- WHAT IS NEEDED
The answer must be one number: the count of lines in the data below that include "other".

(Dataset entries)
---

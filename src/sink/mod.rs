//! Announcement delivery.

pub mod webhook;

pub use webhook::WebhookSink;

use crate::error::Result;
use crate::types::Announcement;

/// Destination for announcements that cleared the debounce gate.
pub trait AnnouncementSink: Send + Sync {
    /// Deliver one announcement. An error here leaves the debounce table
    /// untouched so the announcement can be retried next cycle.
    fn deliver(
        &self,
        announcement: &Announcement,
    ) -> impl std::future::Future<Output = Result<()>> + Send;
}
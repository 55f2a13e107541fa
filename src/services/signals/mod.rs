//! Indicator library and verdict aggregation.
//!
//! Each indicator is a pure function of a normalized candle series: it
//! computes its latest value and classifies it with a fixed-threshold tag.
//! Indicators whose lookback is not satisfied abstain (`None`) and are
//! excluded from the vote tally entirely.

pub mod indicators;
pub mod math;
pub mod verdict;

use crate::types::{Candle, IndicatorReading, SignalTag};

/// Trait for implementing technical indicators.
pub trait Indicator: Send + Sync {
    /// Unique identifier for this indicator.
    fn id(&self) -> &str;

    /// Human-readable name, including parameters.
    fn name(&self) -> &str;

    /// Minimum number of candle periods required for a value.
    fn min_periods(&self) -> usize;

    /// Compute the latest value and tag from a normalized series.
    /// Returns None when the lookback is not satisfied or the input is
    /// degenerate (flat window, zero range); the indicator then abstains.
    fn evaluate(&self, candles: &[Candle]) -> Option<IndicatorReading>;
}

/// Helper to create an IndicatorReading.
pub fn make_reading(name: &str, value: f64, tag: SignalTag) -> IndicatorReading {
    IndicatorReading {
        name: name.to_string(),
        value,
        tag,
    }
}
//! Rate of Change (ROC) indicator.

use crate::services::signals::{make_reading, Indicator};
use crate::types::{Candle, IndicatorReading, SignalTag};

/// ROC: percentage change of the close against the close `period` candles
/// ago. Positive means buy-leaning, negative sell-leaning.
pub struct Roc {
    period: usize,
}

impl Default for Roc {
    fn default() -> Self {
        Self { period: 12 }
    }
}

impl Roc {
    pub fn new(period: usize) -> Self {
        Self { period }
    }

    fn tag(value: f64) -> SignalTag {
        if value > 0.0 {
            SignalTag::Buy
        } else if value < 0.0 {
            SignalTag::Sell
        } else {
            SignalTag::Neutral
        }
    }
}

impl Indicator for Roc {
    fn id(&self) -> &str {
        "roc"
    }

    fn name(&self) -> &str {
        "ROC(12)"
    }

    fn min_periods(&self) -> usize {
        self.period + 1
    }

    fn evaluate(&self, candles: &[Candle]) -> Option<IndicatorReading> {
        if candles.len() <= self.period {
            return None;
        }
        let close = candles.last()?.close;
        let past = candles[candles.len() - 1 - self.period].close;
        if past == 0.0 {
            return None;
        }
        let value = (close / past - 1.0) * 100.0;
        Some(make_reading(self.name(), value, Self::tag(value)))
    }
}
//! Candle normalization.
//!
//! Shapes a raw supplier series into the canonical form the indicator
//! library expects: four numeric columns indexed by strictly increasing
//! epoch-millisecond timestamps, aggregated up to the requested timeframe
//! when the supplier only serves a smaller native interval.

use crate::error::{Result, SignalError};
use crate::types::{Candle, RawCandle, Timeframe};
use chrono::Utc;
use tracing::debug;

/// Normalize a raw series for the requested timeframe.
///
/// Rows missing close, high, or low are dropped (a missing open falls back
/// to the close); timezone-aware timestamps are collapsed to their UTC
/// instant; out-of-order or duplicate timestamps are discarded. Non-native
/// timeframes are bucket-aggregated from the native interval, dropping the
/// incomplete trailing bucket. Fails with `InsufficientData` when fewer
/// than `min_candles` remain. Pure: the input is consumed, nothing else is
/// touched.
pub fn normalize(
    raw: Vec<RawCandle>,
    timeframe: Timeframe,
    min_candles: usize,
) -> Result<Vec<Candle>> {
    let mut candles: Vec<Candle> = raw
        .into_iter()
        .filter_map(|r| {
            let close = r.close?;
            let high = r.high?;
            let low = r.low?;
            Some(Candle {
                time: r.time.with_timezone(&Utc).timestamp_millis(),
                open: r.open.unwrap_or(close),
                high,
                low,
                close,
                volume: r.volume,
            })
        })
        .collect();

    candles.sort_by_key(|c| c.time);
    candles.dedup_by_key(|c| c.time);

    let factor = timeframe.aggregate_factor();
    if factor > 1 {
        candles = aggregate(&candles, timeframe, factor);
    }

    if candles.len() < min_candles {
        debug!(
            "series too short after cleaning: {} of {} required",
            candles.len(),
            min_candles
        );
        return Err(SignalError::InsufficientData {
            got: candles.len(),
            need: min_candles,
        });
    }

    Ok(candles)
}

/// Aggregate native-interval candles into buckets of the target timeframe:
/// open = first, high = max, low = min, close = last, volume = sum.
fn aggregate(candles: &[Candle], timeframe: Timeframe, factor: usize) -> Vec<Candle> {
    let bucket_ms = timeframe.millis();
    let mut buckets: Vec<(Candle, usize)> = Vec::with_capacity(candles.len() / factor + 1);

    for c in candles {
        let bucket_time = c.time - c.time.rem_euclid(bucket_ms);
        match buckets.last_mut() {
            Some((last, count)) if last.time == bucket_time => {
                last.high = last.high.max(c.high);
                last.low = last.low.min(c.low);
                last.close = c.close;
                last.volume = match (last.volume, c.volume) {
                    (Some(a), Some(b)) => Some(a + b),
                    (a, b) => a.or(b),
                };
                *count += 1;
            }
            _ => {
                buckets.push((
                    Candle {
                        time: bucket_time,
                        ..*c
                    },
                    1,
                ));
            }
        }
    }

    // The in-progress trailing bucket would misrepresent its interval.
    if let Some((_, count)) = buckets.last() {
        if *count < factor {
            buckets.pop();
        }
    }

    buckets.into_iter().map(|(c, _)| c).collect()
}
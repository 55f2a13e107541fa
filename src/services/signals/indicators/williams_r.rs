//! Williams %R indicator.

use crate::services::signals::{make_reading, math, Indicator};
use crate::types::{Candle, IndicatorReading, SignalTag};

/// Williams %R: where the close sits below the highest high of the
/// lookback window, on a 0 to -100 scale.
///
/// - -20 or above: overbought
/// - -80 or below: oversold
pub struct WilliamsR {
    period: usize,
}

impl Default for WilliamsR {
    fn default() -> Self {
        Self { period: 14 }
    }
}

impl WilliamsR {
    pub fn new(period: usize) -> Self {
        Self { period }
    }

    fn tag(value: f64) -> SignalTag {
        if value >= -20.0 {
            SignalTag::Overbought
        } else if value <= -80.0 {
            SignalTag::Oversold
        } else {
            SignalTag::Neutral
        }
    }
}

impl Indicator for WilliamsR {
    fn id(&self) -> &str {
        "williams_r"
    }

    fn name(&self) -> &str {
        "Williams %R"
    }

    fn min_periods(&self) -> usize {
        self.period
    }

    fn evaluate(&self, candles: &[Candle]) -> Option<IndicatorReading> {
        let highs: Vec<Option<f64>> = candles.iter().map(|c| Some(c.high)).collect();
        let lows: Vec<Option<f64>> = candles.iter().map(|c| Some(c.low)).collect();

        let hh = math::latest(&math::rolling_max(&highs, self.period))?;
        let ll = math::latest(&math::rolling_min(&lows, self.period))?;
        if hh <= ll {
            return None;
        }

        let close = candles.last()?.close;
        let value = (hh - close) / (hh - ll) * -100.0;
        Some(make_reading(self.name(), value, Self::tag(value)))
    }
}
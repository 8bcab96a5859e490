use std::fmt;
use std::str::FromStr;

use serde::{Deserialize, Serialize};

use crate::config::ConfigError;

/// Which bank deployment a client talks to. Fixed for the lifetime of a client.
#[derive(Debug, Clone, Copy, PartialEq, Eq, Hash, Serialize, Deserialize)]
#[serde(rename_all = "lowercase")]
pub enum Environment {
    Sandbox,
    Production,
}

impl Environment {
    pub fn as_str(&self) -> &'static str {
        match self {
            Environment::Sandbox => "sandbox",
            Environment::Production => "production",
        }
    }
}

impl fmt::Display for Environment {
    fn fmt(&self, f: &mut fmt::Formatter<'_>) -> fmt::Result {
        f.write_str(self.as_str())
    }
}

impl FromStr for Environment {
    type Err = ConfigError;

    fn from_str(value: &str) -> Result<Self, Self::Err> {
        match value.trim().to_ascii_lowercase().as_str() {
            "sandbox" => Ok(Environment::Sandbox),
            "production" => Ok(Environment::Production),
            other => Err(ConfigError::Invalid {
                key: "SWEDBANK_ENVIRONMENT",
                value: other.to_string(),
                reason: "expected 'sandbox' or 'production'".to_string(),
            }),
        }
    }
}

---

- ANSWER SECTION
2